Instructions for the task:
Could you filter the records below down to the lines that include the word "Some"?

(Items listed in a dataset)

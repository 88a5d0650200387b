//! Fixed-window request limiter applied as axum middleware.

use std::sync::{Arc, Mutex};
use std::time::{Duration, Instant};

use axum::extract::{Request, State};
use axum::http::StatusCode;
use axum::middleware::Next;
use axum::response::{IntoResponse, Response};
use axum::Json;

use crate::error::ErrorBody;

const WINDOW: Duration = Duration::from_secs(1);

#[derive(Debug)]
struct Window {
    started: Instant,
    count: u64,
}

/// Allows up to `max_per_sec` requests in each one-second window.
#[derive(Debug, Clone)]
pub struct RateLimiter {
    max_per_sec: u64,
    window: Arc<Mutex<Window>>,
}

impl RateLimiter {
    pub fn new(max_per_sec: u64) -> Self {
        Self {
            max_per_sec,
            window: Arc::new(Mutex::new(Window {
                started: Instant::now(),
                count: 0,
            })),
        }
    }

    /// Take a permit at `now`. Returns false once the window is used up.
    fn try_acquire_at(&self, now: Instant) -> bool {
        // The window is two counters, always consistent, so a poisoned lock
        // is still usable.
        let mut window = self.window.lock().unwrap_or_else(|p| p.into_inner());
        if now.duration_since(window.started) >= WINDOW {
            window.started = now;
            window.count = 0;
        }
        if window.count >= self.max_per_sec {
            return false;
        }
        window.count += 1;
        true
    }

    pub fn try_acquire(&self) -> bool {
        self.try_acquire_at(Instant::now())
    }
}

/// Reject requests over the limit with 429.
pub async fn rate_limit_middleware(
    State(limiter): State<RateLimiter>,
    req: Request,
    next: Next,
) -> Response {
    if limiter.try_acquire() {
        return next.run(req).await;
    }

    tracing::warn!(path = %req.uri().path(), "Rate limit exceeded");
    (
        StatusCode::TOO_MANY_REQUESTS,
        Json(ErrorBody {
            error: "too_many_requests".to_string(),
            message: "Rate limit exceeded".to_string(),
        }),
    )
        .into_response()
}
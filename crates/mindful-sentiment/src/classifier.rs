//! Lexicon-based polarity scoring.

use std::collections::HashMap;

use regex::Regex;

use crate::lexicon::{self, INTENSIFIERS, NEGATION_FACTOR, NEGATION_WINDOW, POLARITY};

/// Scores free text on a [-1.0, 1.0] polarity scale.
///
/// Implementations must be deterministic: the same text always yields the
/// same score. Empty text scores 0.0.
pub trait SentimentClassifier: Send + Sync {
    fn polarity(&self, text: &str) -> f64;
}

/// Classifier over the fixed word lists in [`crate::lexicon`].
///
/// Each lexicon hit is one assessment. A directly preceding intensifier
/// scales it, a negation within [`NEGATION_WINDOW`] tokens multiplies it by
/// [`NEGATION_FACTOR`]. The polarity is the mean of all assessments.
pub struct LexiconClassifier {
    tokenizer: Regex,
    polarity: HashMap<&'static str, f64>,
    intensifiers: HashMap<&'static str, f64>,
}

impl Default for LexiconClassifier {
    fn default() -> Self {
        Self::new()
    }
}

impl LexiconClassifier {
    /// Build the classifier, compiling the tokenizer and indexing the lexicon.
    pub fn new() -> Self {
        Self {
            tokenizer: Regex::new(r"[a-z]+(?:'[a-z]+)?").expect("Invalid tokenizer regex"),
            polarity: POLARITY.iter().copied().collect(),
            intensifiers: INTENSIFIERS.iter().copied().collect(),
        }
    }

    fn tokens(&self, text: &str) -> Vec<String> {
        let normalized = text.to_lowercase().replace('\u{2019}', "'");
        self.tokenizer
            .find_iter(&normalized)
            .map(|m| m.as_str().to_string())
            .collect()
    }

    /// Per-word assessments in text order. Exposed for diagnostics.
    pub fn assessments(&self, text: &str) -> Vec<(String, f64)> {
        let tokens = self.tokens(text);
        let mut out = Vec::new();

        for (i, token) in tokens.iter().enumerate() {
            let Some(&base) = self.polarity.get(token.as_str()) else {
                continue;
            };

            let mut score = base;
            if let Some(prev) = i.checked_sub(1).map(|j| tokens[j].as_str()) {
                if let Some(&factor) = self.intensifiers.get(prev) {
                    score = (score * factor).clamp(-1.0, 1.0);
                }
            }

            let window = &tokens[i.saturating_sub(NEGATION_WINDOW)..i];
            if window.iter().any(|t| lexicon::is_negation(t)) {
                score *= NEGATION_FACTOR;
            }

            out.push((token.clone(), score));
        }

        out
    }
}

impl SentimentClassifier for LexiconClassifier {
    fn polarity(&self, text: &str) -> f64 {
        let scores = self.assessments(text);
        if scores.is_empty() {
            return 0.0;
        }

        let sum: f64 = scores.iter().map(|(_, s)| s).sum();
        let polarity = (sum / scores.len() as f64).clamp(-1.0, 1.0);
        tracing::trace!(
            assessments = scores.len(),
            polarity,
            "Diary text scored"
        );
        polarity
    }
}
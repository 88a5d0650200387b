//! Mindful application binary - composition root.
//!
//! 1. Parse the command line and load configuration from TOML
//! 2. Initialise tracing
//! 3. Either serve the HTTP API or reflect on one diary entry in the terminal

mod cli;

use clap::Parser;
use tokio::sync::broadcast;
use tracing_subscriber::EnvFilter;

use mindful_api::routes;
use mindful_api::state::AppState;
use mindful_core::config::MindfulConfig;
use mindful_core::events::StatusEvent;
use mindful_sentiment::{reflect, LexiconClassifier};
use mindful_speech::{
    text_or_empty, AudioInput, CaptureError, GoogleSpeechRecognizer, InputAcquisition, Recognizer,
};

use cli::{CliArgs, Command, DiaryArgs};

type BoxError = Box<dyn std::error::Error>;

/// Log filter: --log-level flag > RUST_LOG > config file.
fn env_filter(cli_level: Option<&str>, config_level: &str) -> EnvFilter {
    if let Some(level) = cli_level {
        return EnvFilter::new(level);
    }
    EnvFilter::try_from_default_env().unwrap_or_else(|_| EnvFilter::new(config_level))
}

async fn serve(config: MindfulConfig) -> Result<(), BoxError> {
    let recognizer = Recognizer::Google(GoogleSpeechRecognizer::new(config.recognizer.clone())?);
    let state = AppState::new(config.clone(), recognizer);
    routes::start_server(&config, state).await?;
    Ok(())
}

#[cfg(feature = "microphone")]
async fn listen_live(
    acquisition: &InputAcquisition<GoogleSpeechRecognizer>,
    config: &MindfulConfig,
) -> Result<String, CaptureError> {
    let mut microphone = mindful_speech::Microphone::open(&config.listen).map_err(|e| {
        eprintln!("{}", e.status_event().message());
        e
    })?;
    acquisition
        .acquire(AudioInput::Microphone(&mut microphone))
        .await
}

#[cfg(not(feature = "microphone"))]
async fn listen_live(
    _acquisition: &InputAcquisition<GoogleSpeechRecognizer>,
    _config: &MindfulConfig,
) -> Result<String, CaptureError> {
    let err = CaptureError::ServiceUnavailable(
        "this build has no microphone support (enable the `microphone` feature)".to_string(),
    );
    eprintln!("{}", err.status_event().message());
    Err(err)
}

async fn diary(config: MindfulConfig, args: DiaryArgs) -> Result<(), BoxError> {
    let text = match args.text {
        Some(text) => text,
        None => {
            let recognizer = GoogleSpeechRecognizer::new(config.recognizer.clone())?;
            let (tx, mut rx) = broadcast::channel::<StatusEvent>(16);
            let acquisition =
                InputAcquisition::new(recognizer, config.listen.clone()).with_status(tx);

            let printer = tokio::spawn(async move {
                while let Ok(event) = rx.recv().await {
                    eprintln!("{}", event.message());
                }
            });

            let result = match args.file {
                Some(path) => {
                    let bytes = tokio::fs::read(&path).await?;
                    acquisition.acquire(AudioInput::recording(&bytes)).await
                }
                None => listen_live(&acquisition, &config).await,
            };

            // Closing the status channel lets the printer finish.
            drop(acquisition);
            printer.await?;
            text_or_empty(result)
        }
    };

    let classifier = LexiconClassifier::new();
    match reflect(&classifier, &text) {
        Some(reflection) => {
            println!("You said: {}", reflection.entry.text);
            println!();
            println!("{}", reflection.message.text);
        }
        None => println!("Nothing to reflect on yet. Try again whenever you are ready."),
    }
    Ok(())
}

#[tokio::main]
async fn main() -> Result<(), BoxError> {
    let args = CliArgs::parse();

    let config_file = args.resolve_config_path();
    let mut config = MindfulConfig::load_or_default(&config_file);

    tracing_subscriber::fmt()
        .with_env_filter(env_filter(
            args.log_level.as_deref(),
            &config.general.log_level,
        ))
        .with_writer(std::io::stderr)
        .init();

    tracing::info!("Starting Mindful v{}", env!("CARGO_PKG_VERSION"));
    tracing::info!(path = %config_file.display(), "Configuration loaded");

    config.general.port = args.resolve_port(config.general.port);

    match args.command() {
        Command::Serve => serve(config).await,
        Command::Diary(diary_args) => diary(config, diary_args).await,
    }
}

Answer for the task:
            let Some(&base) = self.polarity.get(token.as_str()) else {
            if let Some(prev) = i.checked_sub(1).map(|j| tokens[j].as_str()) {
                if let Some(&factor) = self.intensifiers.get(prev) {
    if let Some(level) = cli_level {
        Some(text) => text,
                Some(path) => {
        Some(reflection) => {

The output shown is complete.